▶ _What you have to do_:
Look through the lines of the material and count those containing "This". Give that count alone.
--- Available data Enclosed Below ---
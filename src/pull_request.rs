//! Inputs and derived defaults for proposing a policy as a pull request.
//!
//! Nothing here talks to a forge.  A [`PullRequestPlan`] is everything needed to open the pull
//! request: where the file goes, on which branch, and with what messages.

use chrono::{Local, NaiveDateTime};

use crate::PullRequestError;

/// A caller's request to propose a policy.  Empty optional fields take derived defaults.
#[derive(Clone, Debug, Default, Eq, PartialEq, serde::Deserialize, serde::Serialize)]
pub struct PullRequestRequest {
    /// `owner/repo` or `https://github.com/owner/repo`.
    pub repository: String,
    /// Destination of the policy inside the repository.
    pub file_path: String,
    /// The policy text.
    pub content: String,
    /// Branch to push to.
    #[serde(default)]
    pub branch: String,
    /// Commit message.
    #[serde(default)]
    pub commit_message: String,
    /// Pull request title.
    #[serde(default)]
    pub title: String,
    /// Pull request body.
    #[serde(default)]
    pub description: String,
}

/// A repository on GitHub.
#[derive(Clone, Debug, Eq, PartialEq, serde::Serialize)]
pub struct Repository {
    /// The owning user or organization.
    pub owner: String,
    /// The repository name.
    pub name: String,
}

impl Repository {
    /// Parse `owner/repo` or a `github.com` URL.
    pub fn parse(repository: &str) -> Result<Self, PullRequestError> {
        let invalid = || PullRequestError::InvalidRepository {
            repository: repository.to_string(),
        };
        if !repository.contains('/') {
            return Err(invalid());
        }
        let (owner, name) = if repository.contains("github.com") {
            let mut parts = repository.trim_end_matches('/').rsplit('/');
            let name = parts.next().ok_or_else(invalid)?;
            let owner = parts.next().ok_or_else(invalid)?;
            (owner, name)
        } else {
            let mut parts = repository.split('/');
            let owner = parts.next().ok_or_else(invalid)?;
            let name = parts.next().ok_or_else(invalid)?;
            (owner, name)
        };
        let name = name.strip_suffix(".git").unwrap_or(name);
        if owner.is_empty() || name.is_empty() || owner.ends_with("github.com") {
            return Err(invalid());
        }
        Ok(Self {
            owner: owner.to_string(),
            name: name.to_string(),
        })
    }
}

impl std::fmt::Display for Repository {
    fn fmt(&self, f: &mut std::fmt::Formatter<'_>) -> std::fmt::Result {
        write!(f, "{}/{}", self.owner, self.name)
    }
}

/// A fully-resolved pull request proposal.
#[derive(Clone, Debug, Eq, PartialEq, serde::Serialize)]
pub struct PullRequestPlan {
    /// Where the pull request goes.
    pub repository: Repository,
    /// Destination of the policy inside the repository.
    pub file_path: String,
    /// The policy text.
    pub content: String,
    /// Branch to push to.
    pub branch: String,
    /// Commit message.
    pub commit_message: String,
    /// Pull request title.
    pub title: String,
    /// Pull request body.
    pub description: String,
}

impl PullRequestPlan {
    /// Validate `request` and fill in defaults as of now.
    pub fn new(request: &PullRequestRequest) -> Result<Self, PullRequestError> {
        Self::at(request, Local::now().naive_local())
    }

    /// Validate `request` and fill in defaults as of `now`.
    pub fn at(request: &PullRequestRequest, now: NaiveDateTime) -> Result<Self, PullRequestError> {
        let mut missing = vec![];
        if request.repository.trim().is_empty() {
            missing.push("repository");
        }
        if request.file_path.trim().is_empty() {
            missing.push("file_path");
        }
        if request.content.trim().is_empty() {
            missing.push("content");
        }
        if !missing.is_empty() {
            return Err(PullRequestError::MissingParameters { missing });
        }
        let repository = Repository::parse(request.repository.trim())?;
        let file_path = request.file_path.trim();
        let stem = file_stem(file_path);
        let branch = non_empty_or(&request.branch, || {
            format!("policy-update-{stem}-{}", now.format("%Y%m%d%H%M%S"))
        });
        let commit_message = non_empty_or(&request.commit_message, || {
            format!("Add/Update Conjur policy: {file_path}")
        });
        let title = non_empty_or(&request.title, || {
            format!("Add/Update Conjur policy: {stem}")
        });
        let description = non_empty_or(&request.description, || {
            format!(
                "This PR adds or updates the Conjur policy file at `{file_path}`.\n\n\
                 Generated by policywright at {}",
                now.format("%Y-%m-%dT%H:%M:%S")
            )
        });
        tracing::info!(repository = %repository, branch = %branch, "planned pull request");
        Ok(Self {
            repository,
            file_path: file_path.to_string(),
            content: request.content.clone(),
            branch,
            commit_message,
            title,
            description,
        })
    }
}

/// The file name of `path` up to its first dot.
fn file_stem(path: &str) -> &str {
    let base = path.rsplit('/').next().unwrap_or(path);
    base.split('.').next().unwrap_or(base)
}

fn non_empty_or(value: &str, default: impl FnOnce() -> String) -> String {
    if value.trim().is_empty() {
        default()
    } else {
        value.to_string()
    }
}

#[cfg(test)]
mod tests {
    use chrono::NaiveDate;

    use super::*;

    fn noon() -> NaiveDateTime {
        NaiveDate::from_ymd_opt(2024, 3, 9)
            .unwrap()
            .and_hms_opt(12, 5, 7)
            .unwrap()
    }

    fn request() -> PullRequestRequest {
        PullRequestRequest {
            repository: "my-org/policies".to_string(),
            file_path: "policies/ci/github-actions.yml".to_string(),
            content: "- !policy\n  id: github".to_string(),
            ..PullRequestRequest::default()
        }
    }

    #[test]
    fn derives_defaults() {
        let plan = PullRequestPlan::at(&request(), noon()).unwrap();
        assert_eq!("my-org/policies", plan.repository.to_string());
        assert_eq!("policy-update-github-actions-20240309120507", plan.branch);
        assert_eq!(
            "Add/Update Conjur policy: policies/ci/github-actions.yml",
            plan.commit_message
        );
        assert_eq!("Add/Update Conjur policy: github-actions", plan.title);
        assert!(plan.description.starts_with(
            "This PR adds or updates the Conjur policy file at `policies/ci/github-actions.yml`."
        ));
        assert!(plan.description.ends_with("2024-03-09T12:05:07"));
    }

    #[test]
    fn caller_values_win() {
        let request = PullRequestRequest {
            branch: "my-branch".to_string(),
            commit_message: "custom".to_string(),
            ..request()
        };
        let plan = PullRequestPlan::at(&request, noon()).unwrap();
        assert_eq!("my-branch", plan.branch);
        assert_eq!("custom", plan.commit_message);
    }

    #[test]
    fn missing_parameters_are_all_named() {
        let request = PullRequestRequest {
            repository: "owner/repo".to_string(),
            ..PullRequestRequest::default()
        };
        assert_eq!(
            Err(PullRequestError::MissingParameters {
                missing: vec!["file_path", "content"]
            }),
            PullRequestPlan::at(&request, noon())
        );
    }

    #[test]
    fn repository_forms() {
        let expected = Repository {
            owner: "cyberark".to_string(),
            name: "conjur".to_string(),
        };
        assert_eq!(Ok(expected.clone()), Repository::parse("cyberark/conjur"));
        assert_eq!(
            Ok(expected.clone()),
            Repository::parse("https://github.com/cyberark/conjur/")
        );
        assert_eq!(
            Ok(expected),
            Repository::parse("https://github.com/cyberark/conjur.git")
        );
        assert!(Repository::parse("conjur").is_err());
        assert!(Repository::parse("/conjur").is_err());
        assert!(Repository::parse("https://github.com/").is_err());
    }
}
--- End of Enclosed Available data ---
▶ _Your solution_:
2